(Dataset items)
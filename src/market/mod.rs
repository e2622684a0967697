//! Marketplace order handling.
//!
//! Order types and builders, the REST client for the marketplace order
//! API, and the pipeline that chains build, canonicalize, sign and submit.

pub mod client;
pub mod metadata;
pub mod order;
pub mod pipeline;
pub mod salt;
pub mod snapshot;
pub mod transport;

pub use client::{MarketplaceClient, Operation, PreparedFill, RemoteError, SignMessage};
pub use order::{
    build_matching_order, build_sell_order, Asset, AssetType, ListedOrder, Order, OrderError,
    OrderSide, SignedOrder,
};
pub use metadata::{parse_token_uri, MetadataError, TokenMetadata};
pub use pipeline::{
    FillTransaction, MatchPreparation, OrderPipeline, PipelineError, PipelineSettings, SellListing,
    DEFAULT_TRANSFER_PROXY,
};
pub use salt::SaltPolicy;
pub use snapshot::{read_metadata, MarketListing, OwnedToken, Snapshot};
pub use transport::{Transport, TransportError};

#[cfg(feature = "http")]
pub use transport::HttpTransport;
* * *
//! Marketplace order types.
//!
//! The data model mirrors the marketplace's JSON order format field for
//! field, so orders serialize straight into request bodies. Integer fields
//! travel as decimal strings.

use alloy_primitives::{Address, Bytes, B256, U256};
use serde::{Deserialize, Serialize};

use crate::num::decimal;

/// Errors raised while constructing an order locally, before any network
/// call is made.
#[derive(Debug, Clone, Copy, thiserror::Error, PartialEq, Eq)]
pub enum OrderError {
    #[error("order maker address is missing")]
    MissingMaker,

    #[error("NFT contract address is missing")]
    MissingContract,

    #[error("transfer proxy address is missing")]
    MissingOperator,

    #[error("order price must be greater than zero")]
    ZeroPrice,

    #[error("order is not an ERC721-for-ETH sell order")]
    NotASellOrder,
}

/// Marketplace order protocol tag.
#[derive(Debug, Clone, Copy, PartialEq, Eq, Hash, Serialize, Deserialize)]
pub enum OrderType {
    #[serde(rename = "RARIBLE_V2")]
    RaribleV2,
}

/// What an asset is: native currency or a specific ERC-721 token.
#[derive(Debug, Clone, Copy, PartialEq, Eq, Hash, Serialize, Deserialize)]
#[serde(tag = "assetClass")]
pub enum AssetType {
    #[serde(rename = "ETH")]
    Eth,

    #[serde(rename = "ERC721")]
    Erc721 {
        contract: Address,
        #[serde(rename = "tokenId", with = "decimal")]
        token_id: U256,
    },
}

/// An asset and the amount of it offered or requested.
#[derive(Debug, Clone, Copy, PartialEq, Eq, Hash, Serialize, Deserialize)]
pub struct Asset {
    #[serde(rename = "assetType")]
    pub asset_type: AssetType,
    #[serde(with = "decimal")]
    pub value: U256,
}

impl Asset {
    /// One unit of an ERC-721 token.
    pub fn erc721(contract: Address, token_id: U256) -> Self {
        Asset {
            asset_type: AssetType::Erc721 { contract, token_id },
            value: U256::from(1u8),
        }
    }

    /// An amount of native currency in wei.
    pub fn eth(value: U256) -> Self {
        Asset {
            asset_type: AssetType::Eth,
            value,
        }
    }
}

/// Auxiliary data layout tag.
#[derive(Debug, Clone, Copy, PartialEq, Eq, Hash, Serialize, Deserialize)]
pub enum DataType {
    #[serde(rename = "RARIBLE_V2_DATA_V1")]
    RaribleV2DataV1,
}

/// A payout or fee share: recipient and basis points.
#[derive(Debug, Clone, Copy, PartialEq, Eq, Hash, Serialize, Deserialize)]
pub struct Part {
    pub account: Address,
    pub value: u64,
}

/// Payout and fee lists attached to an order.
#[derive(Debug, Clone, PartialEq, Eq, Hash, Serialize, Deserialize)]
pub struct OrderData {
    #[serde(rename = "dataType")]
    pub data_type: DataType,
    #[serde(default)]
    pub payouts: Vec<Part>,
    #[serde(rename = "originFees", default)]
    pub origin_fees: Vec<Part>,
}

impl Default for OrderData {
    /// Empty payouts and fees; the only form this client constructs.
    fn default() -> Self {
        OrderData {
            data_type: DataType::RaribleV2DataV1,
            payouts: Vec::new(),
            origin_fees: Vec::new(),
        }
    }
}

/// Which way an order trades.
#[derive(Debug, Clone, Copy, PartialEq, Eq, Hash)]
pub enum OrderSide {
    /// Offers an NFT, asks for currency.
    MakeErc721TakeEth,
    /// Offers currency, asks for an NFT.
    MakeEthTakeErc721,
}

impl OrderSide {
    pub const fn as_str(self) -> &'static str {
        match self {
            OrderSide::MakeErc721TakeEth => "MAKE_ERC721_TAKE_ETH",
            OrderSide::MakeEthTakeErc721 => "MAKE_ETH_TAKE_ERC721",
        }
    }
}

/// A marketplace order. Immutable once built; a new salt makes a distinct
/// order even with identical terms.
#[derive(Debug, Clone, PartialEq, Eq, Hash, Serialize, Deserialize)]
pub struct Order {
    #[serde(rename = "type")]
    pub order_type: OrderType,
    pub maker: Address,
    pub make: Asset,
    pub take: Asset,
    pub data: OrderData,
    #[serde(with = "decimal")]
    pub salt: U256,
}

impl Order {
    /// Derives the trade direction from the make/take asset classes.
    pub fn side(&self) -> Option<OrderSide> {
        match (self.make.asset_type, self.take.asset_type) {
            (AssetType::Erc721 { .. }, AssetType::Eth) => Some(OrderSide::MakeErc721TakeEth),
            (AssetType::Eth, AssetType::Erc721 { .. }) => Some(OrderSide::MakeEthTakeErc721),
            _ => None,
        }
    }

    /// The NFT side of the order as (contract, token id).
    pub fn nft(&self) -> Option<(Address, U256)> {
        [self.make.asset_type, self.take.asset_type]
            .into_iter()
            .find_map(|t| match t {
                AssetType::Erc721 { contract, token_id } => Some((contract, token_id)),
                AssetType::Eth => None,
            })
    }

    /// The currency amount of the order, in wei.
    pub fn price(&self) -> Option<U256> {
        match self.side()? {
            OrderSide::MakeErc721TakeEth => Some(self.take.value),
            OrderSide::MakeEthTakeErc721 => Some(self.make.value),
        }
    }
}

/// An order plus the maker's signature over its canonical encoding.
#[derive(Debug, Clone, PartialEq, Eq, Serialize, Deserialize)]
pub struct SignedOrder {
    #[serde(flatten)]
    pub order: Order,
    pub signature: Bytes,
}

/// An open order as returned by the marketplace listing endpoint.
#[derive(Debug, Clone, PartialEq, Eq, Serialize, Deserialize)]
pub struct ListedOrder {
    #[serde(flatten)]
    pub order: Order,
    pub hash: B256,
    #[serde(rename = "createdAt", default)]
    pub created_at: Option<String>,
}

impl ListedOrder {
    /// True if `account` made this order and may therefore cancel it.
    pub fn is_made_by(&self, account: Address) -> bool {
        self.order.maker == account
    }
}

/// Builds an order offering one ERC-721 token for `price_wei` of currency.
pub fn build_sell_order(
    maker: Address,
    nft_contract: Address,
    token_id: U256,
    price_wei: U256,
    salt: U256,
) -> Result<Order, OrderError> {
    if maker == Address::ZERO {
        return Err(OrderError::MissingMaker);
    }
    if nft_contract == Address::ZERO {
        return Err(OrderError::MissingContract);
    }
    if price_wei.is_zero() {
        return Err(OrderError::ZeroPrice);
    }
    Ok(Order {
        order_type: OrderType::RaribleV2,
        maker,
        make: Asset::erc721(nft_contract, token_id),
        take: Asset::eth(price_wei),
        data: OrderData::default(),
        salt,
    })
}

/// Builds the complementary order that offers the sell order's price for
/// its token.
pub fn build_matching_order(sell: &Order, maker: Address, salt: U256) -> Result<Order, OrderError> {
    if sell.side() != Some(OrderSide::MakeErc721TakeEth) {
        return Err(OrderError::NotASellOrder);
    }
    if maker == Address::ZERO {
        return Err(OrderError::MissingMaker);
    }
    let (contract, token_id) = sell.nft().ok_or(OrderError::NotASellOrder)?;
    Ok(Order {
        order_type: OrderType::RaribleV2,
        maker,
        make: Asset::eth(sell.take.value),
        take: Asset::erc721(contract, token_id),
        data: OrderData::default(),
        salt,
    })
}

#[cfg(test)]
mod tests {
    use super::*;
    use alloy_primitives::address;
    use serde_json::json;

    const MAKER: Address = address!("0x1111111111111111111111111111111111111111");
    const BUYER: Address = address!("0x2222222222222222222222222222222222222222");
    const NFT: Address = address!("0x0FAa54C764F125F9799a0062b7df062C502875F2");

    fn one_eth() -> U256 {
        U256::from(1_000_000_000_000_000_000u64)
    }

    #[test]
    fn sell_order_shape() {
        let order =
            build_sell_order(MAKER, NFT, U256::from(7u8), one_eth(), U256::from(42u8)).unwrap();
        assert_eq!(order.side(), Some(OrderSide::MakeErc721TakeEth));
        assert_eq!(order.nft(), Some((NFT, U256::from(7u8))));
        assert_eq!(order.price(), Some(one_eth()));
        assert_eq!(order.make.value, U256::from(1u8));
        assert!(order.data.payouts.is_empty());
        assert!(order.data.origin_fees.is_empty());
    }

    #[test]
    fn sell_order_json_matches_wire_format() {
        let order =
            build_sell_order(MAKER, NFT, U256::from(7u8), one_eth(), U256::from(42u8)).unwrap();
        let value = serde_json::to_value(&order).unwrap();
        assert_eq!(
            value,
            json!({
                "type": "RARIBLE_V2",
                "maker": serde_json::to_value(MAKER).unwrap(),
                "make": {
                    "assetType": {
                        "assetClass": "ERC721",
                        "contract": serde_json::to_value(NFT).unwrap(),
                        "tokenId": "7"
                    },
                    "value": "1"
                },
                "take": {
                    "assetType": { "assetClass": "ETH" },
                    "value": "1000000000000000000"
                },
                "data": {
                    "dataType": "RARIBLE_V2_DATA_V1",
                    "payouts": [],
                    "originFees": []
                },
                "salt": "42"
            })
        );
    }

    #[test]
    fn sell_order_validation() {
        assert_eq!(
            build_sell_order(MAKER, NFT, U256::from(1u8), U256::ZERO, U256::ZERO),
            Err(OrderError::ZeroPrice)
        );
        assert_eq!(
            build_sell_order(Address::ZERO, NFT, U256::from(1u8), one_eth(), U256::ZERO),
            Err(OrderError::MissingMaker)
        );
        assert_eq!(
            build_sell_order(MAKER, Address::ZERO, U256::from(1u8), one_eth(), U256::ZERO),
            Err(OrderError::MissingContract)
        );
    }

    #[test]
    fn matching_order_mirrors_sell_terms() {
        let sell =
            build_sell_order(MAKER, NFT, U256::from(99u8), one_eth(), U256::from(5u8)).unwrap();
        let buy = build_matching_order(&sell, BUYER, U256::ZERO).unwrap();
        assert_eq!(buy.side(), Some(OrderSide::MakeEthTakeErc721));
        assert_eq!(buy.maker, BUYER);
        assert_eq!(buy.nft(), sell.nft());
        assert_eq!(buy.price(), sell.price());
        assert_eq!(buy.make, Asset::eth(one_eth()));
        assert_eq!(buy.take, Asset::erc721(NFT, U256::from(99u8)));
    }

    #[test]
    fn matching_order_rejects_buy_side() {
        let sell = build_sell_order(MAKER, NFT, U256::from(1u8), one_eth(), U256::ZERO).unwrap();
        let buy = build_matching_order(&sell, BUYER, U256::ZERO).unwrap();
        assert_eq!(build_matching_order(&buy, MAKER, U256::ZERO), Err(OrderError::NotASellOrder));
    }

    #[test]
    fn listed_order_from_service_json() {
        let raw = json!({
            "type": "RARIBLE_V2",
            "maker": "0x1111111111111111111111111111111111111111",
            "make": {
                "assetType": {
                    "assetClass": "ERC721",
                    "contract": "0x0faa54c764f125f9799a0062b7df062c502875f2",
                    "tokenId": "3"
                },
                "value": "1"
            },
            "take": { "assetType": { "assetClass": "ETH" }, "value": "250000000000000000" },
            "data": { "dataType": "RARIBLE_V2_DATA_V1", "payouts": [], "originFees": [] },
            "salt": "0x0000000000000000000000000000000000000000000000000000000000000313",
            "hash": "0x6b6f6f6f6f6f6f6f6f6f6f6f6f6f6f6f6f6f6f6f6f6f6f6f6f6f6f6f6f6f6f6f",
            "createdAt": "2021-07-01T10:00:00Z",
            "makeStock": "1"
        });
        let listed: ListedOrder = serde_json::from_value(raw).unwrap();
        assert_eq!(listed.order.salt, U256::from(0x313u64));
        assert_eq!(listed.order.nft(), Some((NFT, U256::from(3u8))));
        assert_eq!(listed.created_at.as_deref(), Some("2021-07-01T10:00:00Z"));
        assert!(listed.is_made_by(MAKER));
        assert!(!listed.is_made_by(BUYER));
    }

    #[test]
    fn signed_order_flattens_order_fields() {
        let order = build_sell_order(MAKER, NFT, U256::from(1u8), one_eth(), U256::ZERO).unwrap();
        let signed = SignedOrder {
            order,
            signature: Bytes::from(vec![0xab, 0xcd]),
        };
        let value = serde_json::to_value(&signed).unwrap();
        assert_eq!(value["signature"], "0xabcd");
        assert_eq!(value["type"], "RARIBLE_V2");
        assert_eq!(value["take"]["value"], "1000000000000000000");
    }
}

_Problem to solve:_
Restate word for word the lines of the data above, starting at the line containing "filename src/market/mod.rs" and ending at the line containing "pub mod pipeline;", both included, and nothing more.

_Response for this exercise:_
filename src/market/mod.rs
repository e2622684a0967697
//! Marketplace order handling.
//!
//! Order types and builders, the REST client for the marketplace order
//! API, and the pipeline that chains build, canonicalize, sign and submit.

pub mod client;
pub mod metadata;
pub mod order;
pub mod pipeline;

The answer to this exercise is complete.